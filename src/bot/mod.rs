//! Discord bot integration.
//!
//! - `gateway` - Discord operations the task queue uses, behind a trait
//! - `handler` - Gateway event handler that starts the queue consumer
//! - `start` - Client construction and the blocking bot runner

pub mod gateway;
pub mod handler;
pub mod start;
use sea_orm::{ColumnTrait, ConnectionTrait, DbErr, EntityTrait, QueryFilter, QueryOrder};

pub struct MedalRepository<'a, C: ConnectionTrait> {
    db: &'a C,
}

impl<'a, C: ConnectionTrait> MedalRepository<'a, C> {
    pub fn new(db: &'a C) -> Self {
        Self { db }
    }

    /// Gets the names of all medals awarded to a player, in award order
    ///
    /// # Returns
    /// - `Ok(Vec<String>)`: Medal names, possibly with repeats
    /// - `Err(DbErr)`: Database error
    pub async fn get_names_by_player_id(&self, player_id: i32) -> Result<Vec<String>, DbErr> {
        let medals = entity::prelude::Medal::find()
            .filter(entity::medal::Column::PlayerId.eq(player_id))
            .order_by_asc(entity::medal::Column::Id)
            .all(self.db)
            .await?;

        Ok(medals.into_iter().map(|medal| medal.name).collect())
    }
}
//! Default medal emote table.
//!
//! Seeded into the `MEDAL_EMOTES` setting the first time the bot starts against an
//! empty database. Each medal is drawn from three custom emoji uploaded to the
//! campaign's Discord server.

use crate::model::settings::MedalEmotes;

const DEFAULT_MEDAL_EMOTES: [(&str, [&str; 3]); 25] = [
    ("BSCAMP", ["<:BSCAMP_L:1302768234973364256>", "<:BSCAMP_C:1302768235615354922>", "<:BSCAMP_R:1302768235908829195>"]),
    ("FCM", ["<:FCM_L:1302768237007732869>", "<:FCM_C:1302768237616037908>", "<:FCM_R:1302768238198784080>"]),
    ("HCAMPLS", ["<:HCAMPLS_L:1302768238819541045>", "<:HCAMPLS_C:1302768239658537112>", "<:HCAMPLS_R:1302768240702787614>"]),
    ("GFCM", ["<:GFCM_L:1302768241319612508>", "<:GFCM_C:1302768242284302397>", "<:GFCM_R:1302768242749739019>"]),
    ("HoA", ["<:HoA_L:1302768244112752680>", "<:HoA_C:1302768244805079140>", "<:HoA_R:1302768245954318437>"]),
    ("ACM", ["<:ACM_L:1302768246583459880>", "<:ACM_C:1302768247178924043>", "<:ACM_R:1302768248143609896>"]),
    ("GFAM", ["<:GFAM_L:1302768249032937532>", "<:GFAM_C:1302768249837977610>", "<:GFAM_R:1302768250513391626>"]),
    ("SCM", ["<:SCM_L:1302768250911985666>", "<:SCM_C:1302768251905904682>", "<:SCM_R:1302768252195180606>"]),
    ("HCAMPGT", ["<:HCAMPGT_L:1302768253545746493>", "<:HCAMPGT_C:1302768254011572315>", "<:HCAMPGT_R:1302768255202492426>"]),
    ("CDM", ["<:CDM_L:1302768255710134347>", "<:CDM_C:1302768256649531562>", "<:CDM_R:1302768257002111027>"]),
    ("BSCAMPS", ["<:BSCAMPS_L:1302768258029719714>", "<:BSCAMPS_C:1302768259409645598>", "<:BSCAMPS_R:1302768260437250058>"]),
    ("BSCAMPE", ["<:BSCAMPE_L:1302768261162733689>", "<:BSCAMPE_C:1302768261850726442>", "<:BSCAMPE_R:1302768263050301592>"]),
    ("BSCAMPH", ["<:BSCAMPH_L:1302768263960199188>", "<:BSCAMPH_C:1302768264828424282>", "<:BSCAMPH_R:1302768265549975612>"]),
    ("BSCAMPSR", ["<:BSCAMPSR_L:1302768266829365369>", "<:BSCAMPSR_C:1302768267534008351>", "<:BSCAMPSR_R:1302768268628594738>"]),
    ("AOH", ["<:AOH_L:1302768269111070753>", "<:AOH_C:1302768270125957221>", "<:AOH_R:1302768270587199569>"]),
    ("SC", ["<:SC_L:1302768271669461052>", "<:SC_C:1302768272432959558>", "<:SC_R:1302768272915173457>"]),
    ("HCAMPRT", ["<:HCAMPRT_L:1302768273422553119>", "<:HCAMPRT_C:1302768274882170986>", "<:HCAMPRT_R:1302768276056838205>"]),
    ("AAM", ["<:AAM_L:1302768277252210688>", "<:AAM_C:1302768277830893580>", "<:AAM_R:1302768278862561342>"]),
    ("BSCAMPDS", ["<:BSCAMPDS_L:1302768279667998750>", "<:BSCAMPDS_C:1302768280506732574>", "<:BSCAMPDS_R:1302768281500909609>"]),
    ("PLM", ["<:PLM_L:1302768283258454106>", "<:PLM_C:1302768284608761968>", "<:PLM_R:1302768285808463972>"]),
    ("ASM", ["<:ASM_L:1302768286643126434>", "<:ASM_C:1302768288006279259>", "<:ASM_R:1302768289218301962>"]),
    ("BSCAMPII", ["<:BSCAMPII_L:1302768290170536036>", "<:BSCAMPII_C:1302768290925514783>", "<:BSCAMPII_R:1302768291575758909>"]),
    ("HCAMP", ["<:HCAMP_L:1302768292468887696>", "<:HCAMP_C:1302768293274456174>", "<:HCAMP_R:1302768293987352628>"]),
    ("FAM", ["<:FAM_L:1302768294574559293>", "<:FAM_C:1302768295203831900>", "<:FAM_R:1302768296340357180>"]),
    ("BSCAMPHT", ["<:BSCAMPHT_L:1302768297011576975>", "<:BSCAMPHT_C:1302768298123071581>", "<:BSCAMPHT_R:1302768299137962014>"]),
];

/// Builds the medal emote table the campaign ships with.
pub fn default_medal_emotes() -> MedalEmotes {
    DEFAULT_MEDAL_EMOTES
        .into_iter()
        .map(|(name, parts)| (name.to_string(), parts.map(str::to_string)))
        .collect()
}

# [TASK REQUIREMENTS]
Keeping each line intact, set down the entire listing once more.

# [SOLVED EXERCISE]
filename src/bot/mod.rs
//! Discord bot integration.
//!
//! - `gateway` - Discord operations the task queue uses, behind a trait
//! - `handler` - Gateway event handler that starts the queue consumer
//! - `start` - Client construction and the blocking bot runner

pub mod gateway;
pub mod handler;
pub mod start;
use sea_orm::{ColumnTrait, ConnectionTrait, DbErr, EntityTrait, QueryFilter, QueryOrder};

pub struct MedalRepository<'a, C: ConnectionTrait> {
    db: &'a C,
}

impl<'a, C: ConnectionTrait> MedalRepository<'a, C> {
    pub fn new(db: &'a C) -> Self {
        Self { db }
    }

    /// Gets the names of all medals awarded to a player, in award order
    ///
    /// # Returns
    /// - `Ok(Vec<String>)`: Medal names, possibly with repeats
    /// - `Err(DbErr)`: Database error
    pub async fn get_names_by_player_id(&self, player_id: i32) -> Result<Vec<String>, DbErr> {
        let medals = entity::prelude::Medal::find()
            .filter(entity::medal::Column::PlayerId.eq(player_id))
            .order_by_asc(entity::medal::Column::Id)
            .all(self.db)
            .await?;

        Ok(medals.into_iter().map(|medal| medal.name).collect())
    }
}
//! Default medal emote table.
//!
//! Seeded into the `MEDAL_EMOTES` setting the first time the bot starts against an
//! empty database. Each medal is drawn from three custom emoji uploaded to the
//! campaign's Discord server.

use crate::model::settings::MedalEmotes;

const DEFAULT_MEDAL_EMOTES: [(&str, [&str; 3]); 25] = [
    ("BSCAMP", ["<:BSCAMP_L:1302768234973364256>", "<:BSCAMP_C:1302768235615354922>", "<:BSCAMP_R:1302768235908829195>"]),
    ("FCM", ["<:FCM_L:1302768237007732869>", "<:FCM_C:1302768237616037908>", "<:FCM_R:1302768238198784080>"]),
    ("HCAMPLS", ["<:HCAMPLS_L:1302768238819541045>", "<:HCAMPLS_C:1302768239658537112>", "<:HCAMPLS_R:1302768240702787614>"]),
    ("GFCM", ["<:GFCM_L:1302768241319612508>", "<:GFCM_C:1302768242284302397>", "<:GFCM_R:1302768242749739019>"]),
    ("HoA", ["<:HoA_L:1302768244112752680>", "<:HoA_C:1302768244805079140>", "<:HoA_R:1302768245954318437>"]),
    ("ACM", ["<:ACM_L:1302768246583459880>", "<:ACM_C:1302768247178924043>", "<:ACM_R:1302768248143609896>"]),
    ("GFAM", ["<:GFAM_L:1302768249032937532>", "<:GFAM_C:1302768249837977610>", "<:GFAM_R:1302768250513391626>"]),
    ("SCM", ["<:SCM_L:1302768250911985666>", "<:SCM_C:1302768251905904682>", "<:SCM_R:1302768252195180606>"]),
    ("HCAMPGT", ["<:HCAMPGT_L:1302768253545746493>", "<:HCAMPGT_C:1302768254011572315>", "<:HCAMPGT_R:1302768255202492426>"]),
    ("CDM", ["<:CDM_L:1302768255710134347>", "<:CDM_C:1302768256649531562>", "<:CDM_R:1302768257002111027>"]),
    ("BSCAMPS", ["<:BSCAMPS_L:1302768258029719714>", "<:BSCAMPS_C:1302768259409645598>", "<:BSCAMPS_R:1302768260437250058>"]),
    ("BSCAMPE", ["<:BSCAMPE_L:1302768261162733689>", "<:BSCAMPE_C:1302768261850726442>", "<:BSCAMPE_R:1302768263050301592>"]),
    ("BSCAMPH", ["<:BSCAMPH_L:1302768263960199188>", "<:BSCAMPH_C:1302768264828424282>", "<:BSCAMPH_R:1302768265549975612>"]),
    ("BSCAMPSR", ["<:BSCAMPSR_L:1302768266829365369>", "<:BSCAMPSR_C:1302768267534008351>", "<:BSCAMPSR_R:1302768268628594738>"]),
    ("AOH", ["<:AOH_L:1302768269111070753>", "<:AOH_C:1302768270125957221>", "<:AOH_R:1302768270587199569>"]),
    ("SC", ["<:SC_L:1302768271669461052>", "<:SC_C:1302768272432959558>", "<:SC_R:1302768272915173457>"]),
    ("HCAMPRT", ["<:HCAMPRT_L:1302768273422553119>", "<:HCAMPRT_C:1302768274882170986>", "<:HCAMPRT_R:1302768276056838205>"]),
    ("AAM", ["<:AAM_L:1302768277252210688>", "<:AAM_C:1302768277830893580>", "<:AAM_R:1302768278862561342>"]),
    ("BSCAMPDS", ["<:BSCAMPDS_L:1302768279667998750>", "<:BSCAMPDS_C:1302768280506732574>", "<:BSCAMPDS_R:1302768281500909609>"]),
    ("PLM", ["<:PLM_L:1302768283258454106>", "<:PLM_C:1302768284608761968>", "<:PLM_R:1302768285808463972>"]),
    ("ASM", ["<:ASM_L:1302768286643126434>", "<:ASM_C:1302768288006279259>", "<:ASM_R:1302768289218301962>"]),
    ("BSCAMPII", ["<:BSCAMPII_L:1302768290170536036>", "<:BSCAMPII_C:1302768290925514783>", "<:BSCAMPII_R:1302768291575758909>"]),
    ("HCAMP", ["<:HCAMP_L:1302768292468887696>", "<:HCAMP_C:1302768293274456174>", "<:HCAMP_R:1302768293987352628>"]),
    ("FAM", ["<:FAM_L:1302768294574559293>", "<:FAM_C:1302768295203831900>", "<:FAM_R:1302768296340357180>"]),
    ("BSCAMPHT", ["<:BSCAMPHT_L:1302768297011576975>", "<:BSCAMPHT_C:1302768298123071581>", "<:BSCAMPHT_R:1302768299137962014>"]),
];

/// Builds the medal emote table the campaign ships with.
pub fn default_medal_emotes() -> MedalEmotes {
    DEFAULT_MEDAL_EMOTES
        .into_iter()
        .map(|(name, parts)| (name.to_string(), parts.map(str::to_string)))
        .collect()
}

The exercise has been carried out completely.